AIEA : L'Iran est très proche de la production d'armes nucléaires

Dans son rapport sur les activités nucléaires de l'Iran au cours des trois derniers mois, l'Agence internationale de l'énergie atomique (AIEA) a déclaré que le stock d'uranium enrichi à 60 % est très proche du niveau de 90 % nécessaire à la production d'armes nucléaires.

İHA

L'AIEA a partagé avec les pays membres du Conseil des gouverneurs son rapport sur les activités nucléaires de l'Iran au cours des trois derniers mois.
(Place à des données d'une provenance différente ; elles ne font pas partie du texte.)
use anyhow::Context;

fn main() -> anyhow::Result<()> {
    tracing_subscriber::fmt::init();

    let mut args = std::env::args().skip(1);
    let path = args.next().context("usage: kenchidb <file> <key> [value]")?;
    let key = args.next().context("usage: kenchidb <file> <key> [value]")?;
    let value = args.next();

    let store = kenchidb::open(
        kenchidb::StoreConfig::builder()
            .file_name(&path)
            .build()
            .context("building store config")?,
    )
    .context("opening store")?;
    let map = kenchidb::open_map(&store, "default").context("opening map")?;

    match value {
        Some(value) => {
            map.put(key.clone(), value)?;
            store.commit()?;
            println!("set {key}");
        }
        None => match map.get(&key)? {
            Some(value) => println!("{}", String::from_utf8_lossy(&value)),
            None => println!("(not found)"),
        },
    }

    store.close().context("closing store")?;
    Ok(())
}
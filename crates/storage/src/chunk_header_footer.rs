use crate::chunk::Chunk;
use crate::consts::{BLOCK_SIZE, FOOTER_LENGTH};
use crate::data_util::{format_map, get_fletcher32, parse_map};
use crate::error::StorageError;

/// The physical, never-rewritten header written at the start of a chunk: a
/// `MAX_HEADER_LENGTH`-bounded text map padded with spaces up to one block.
/// Describes the chunk as it was at write time (so it carries total counts,
/// never live counts — those live in the layout map instead, since a
/// written chunk's bytes are never mutated again).
#[derive(Debug, Clone, PartialEq, Eq)]
pub struct ChunkHeader {
    pub id: u32,
    pub version: u64,
    pub time: u64,
    pub block: u64,
    pub len: u64,
    pub page_count: u32,
    pub toc_pos: u32,
    pub max_len: u64,
    pub map_id: u32,
    pub layout_root_pos: u64,
    pub next: u64,
}

/// The text-map footer written at the end of a chunk, fletcher32-checksummed
/// over everything preceding the checksum field. Lets recovery detect a
/// chunk whose write was interrupted partway through.
#[derive(Debug, Clone, PartialEq, Eq)]
pub struct ChunkFooter {
    pub id: u32,
    pub version: u64,
    pub block: u64,
}

impl ChunkHeader {
    pub const MAGIC: &'static str = "KNCH";
    pub const LENGTH: usize = BLOCK_SIZE as usize;

    pub fn serialize(&self) -> Vec<u8> {
        let text = format_map(&[
            ("H", Self::MAGIC.to_string()),
            ("chunk", format!("{:x}", self.id)),
            ("version", format!("{:x}", self.version)),
            ("time", format!("{:x}", self.time)),
            ("block", format!("{:x}", self.block)),
            ("len", format!("{:x}", self.len)),
            ("pageCount", format!("{:x}", self.page_count)),
            ("tocPos", format!("{:x}", self.toc_pos)),
            ("maxLen", format!("{:x}", self.max_len)),
            ("mapId", format!("{:x}", self.map_id)),
            ("layoutRoot", format!("{:x}", self.layout_root_pos)),
            ("next", format!("{:x}", self.next)),
        ]);
        pad_block(text, Self::LENGTH)
    }

    pub fn deserialize(bytes: &[u8]) -> Result<Self, StorageError> {
        let text = std::str::from_utf8(bytes)
            .map_err(|e| StorageError::FileCorrupt(format!("chunk header not utf8: {e}")))?;
        let map = parse_map(text);
        if map.get("H").map(String::as_str) != Some(ChunkHeader::MAGIC) {
            return Err(StorageError::FileCorrupt("chunk header magic mismatch".into()));
        }
        let u = |key: &str| -> Result<u64, StorageError> {
            map.get(key)
                .ok_or_else(|| StorageError::FileCorrupt(format!("chunk header missing {key}")))
                .and_then(|v| {
                    u64::from_str_radix(v, 16)
                        .map_err(|e| StorageError::FileCorrupt(format!("bad {key}: {e}")))
                })
        };
        Ok(ChunkHeader {
            id: u("chunk")? as u32,
            version: u("version")?,
            time: u("time")?,
            block: u("block")?,
            len: u("len")?,
            page_count: u("pageCount")? as u32,
            toc_pos: u("tocPos")? as u32,
            max_len: u("maxLen")?,
            map_id: u("mapId")? as u32,
            layout_root_pos: u("layoutRoot")?,
            next: u("next")?,
        })
    }
}

impl ChunkFooter {
    pub const LENGTH: usize = FOOTER_LENGTH;

    pub fn serialize(&self) -> Vec<u8> {
        let body = format_map(&[
            ("chunk", format!("{:x}", self.id)),
            ("version", format!("{:x}", self.version)),
            ("block", format!("{:x}", self.block)),
        ]);
        let checksum = get_fletcher32(body.as_bytes(), 0, body.len());
        let text = format!("{body},fletcher:{checksum:x}");
        pad_block(text, Self::LENGTH)
    }

    pub fn deserialize(bytes: &[u8]) -> Result<Self, StorageError> {
        let text = std::str::from_utf8(bytes)
            .map_err(|e| StorageError::FileCorrupt(format!("chunk footer not utf8: {e}")))?;
        if !Self::verify(text) {
            return Err(StorageError::FileCorrupt("chunk footer checksum mismatch".into()));
        }
        let map = parse_map(text);
        let u = |key: &str| -> Result<u64, StorageError> {
            map.get(key)
                .ok_or_else(|| StorageError::FileCorrupt(format!("chunk footer missing {key}")))
                .and_then(|v| {
                    u64::from_str_radix(v, 16)
                        .map_err(|e| StorageError::FileCorrupt(format!("bad {key}: {e}")))
                })
        };
        Ok(ChunkFooter {
            id: u("chunk")? as u32,
            version: u("version")?,
            block: u("block")?,
        })
    }

    pub fn verify(text: &str) -> bool {
        let map = parse_map(text);
        let Some(stored) = map.get("fletcher").and_then(|v| u32::from_str_radix(v, 16).ok()) else {
            return false;
        };
        let Some(comma) = text.rfind(",fletcher:") else {
            return false;
        };
        let body = &text[..comma];
        get_fletcher32(body.as_bytes(), 0, body.len()) == stored
    }
}

fn pad_block(mut text: String, block_len: usize) -> Vec<u8> {
    text.push('\n');
    let mut bytes = text.into_bytes();
    assert!(bytes.len() <= block_len, "chunk header/footer overflowed its block");
    bytes.resize(block_len, b' ');
    bytes
}

impl Chunk {
    pub fn to_header(&self) -> ChunkHeader {
        ChunkHeader {
            id: self.id,
            version: self.version,
            time: self.time,
            block: self.block,
            len: self.len,
            page_count: self.page_count,
            toc_pos: self.toc_pos,
            max_len: self.max_len,
            map_id: self.map_id,
            layout_root_pos: self.layout_root_pos,
            next: self.next,
        }
    }

    pub fn to_footer(&self) -> ChunkFooter {
        ChunkFooter {
            id: self.id,
            version: self.version,
            block: self.block,
        }
    }

    pub fn from_header(header: ChunkHeader) -> Self {
        let mut chunk = Chunk::new(header.id, header.version, header.time);
        chunk.block = header.block;
        chunk.len = header.len;
        chunk.page_count = header.page_count;
        chunk.page_count_live = header.page_count;
        chunk.max_len = header.max_len;
        chunk.max_len_live = header.max_len;
        chunk.toc_pos = header.toc_pos;
        chunk.map_id = header.map_id;
        chunk.layout_root_pos = header.layout_root_pos;
        chunk.next = header.next;
        chunk.occupancy = bitvec::vec::BitVec::repeat(false, header.page_count as usize);
        chunk
    }
}

#[cfg(test)]
mod tests {
    use super::*;

    #[test]
    fn header_roundtrips() {
        let mut c = Chunk::new(3, 9, 12345);
        c.block = 2;
        c.len = 3;
        c.page_count = 5;
        c.toc_pos = 1000;
        c.max_len = 4096;
        c.map_id = 2;
        c.layout_root_pos = 0xabc;
        c.next = 5;

        let bytes = c.to_header().serialize();
        assert_eq!(bytes.len(), ChunkHeader::LENGTH);
        let header = ChunkHeader::deserialize(&bytes).unwrap();
        assert_eq!(header, c.to_header());
    }

    #[test]
    fn footer_roundtrips_and_detects_corruption() {
        let c = {
            let mut c = Chunk::new(3, 9, 12345);
            c.block = 2;
            c
        };
        let mut bytes = c.to_footer().serialize();
        assert_eq!(bytes.len(), ChunkFooter::LENGTH);
        let footer = ChunkFooter::deserialize(&bytes).unwrap();
        assert_eq!(footer, c.to_footer());

        bytes[0] ^= 0xff;
        assert!(ChunkFooter::deserialize(&bytes).is_err());
    }

    #[test]
    fn from_header_starts_fully_live() {
        let mut c = Chunk::new(1, 1, 1);
        c.page_count = 4;
        c.max_len = 400;
        let header = c.to_header();
        let restored = Chunk::from_header(header);
        assert_eq!(restored.page_count_live, 4);
        assert_eq!(restored.max_len_live, 400);
        assert!(restored.is_live());
    }
}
Le rapport indique qu'au 17 mai, le stock d'uranium enrichi à 60 % par l'Iran a atteint 408,6 kilogrammes, contre 274,8 kilogrammes en février.

Soulignant que l'enrichissement à 60 % est très proche du niveau de 90 % requis pour la production d'armes nucléaires, le rapport souligne qu'environ 42 kilogrammes d'uranium enrichi à 60 %, s'ils étaient davantage enrichis, pourraient être utilisés pour fabriquer une bombe atomique.

"LE SEUL PAYS À NE PAS POSSÉDER D'ARMES NUCLÉAIRES"

Le rapport souligne également que l'Iran est le seul pays à enrichir de l'uranium à ce niveau sans posséder d'armes nucléaires, ce qui constitue une "source de préoccupation majeure". Le rapport indique que Téhéran a été mis en garde concernant son programme nucléaire et appelé à coopérer pleinement avec l'AIEA.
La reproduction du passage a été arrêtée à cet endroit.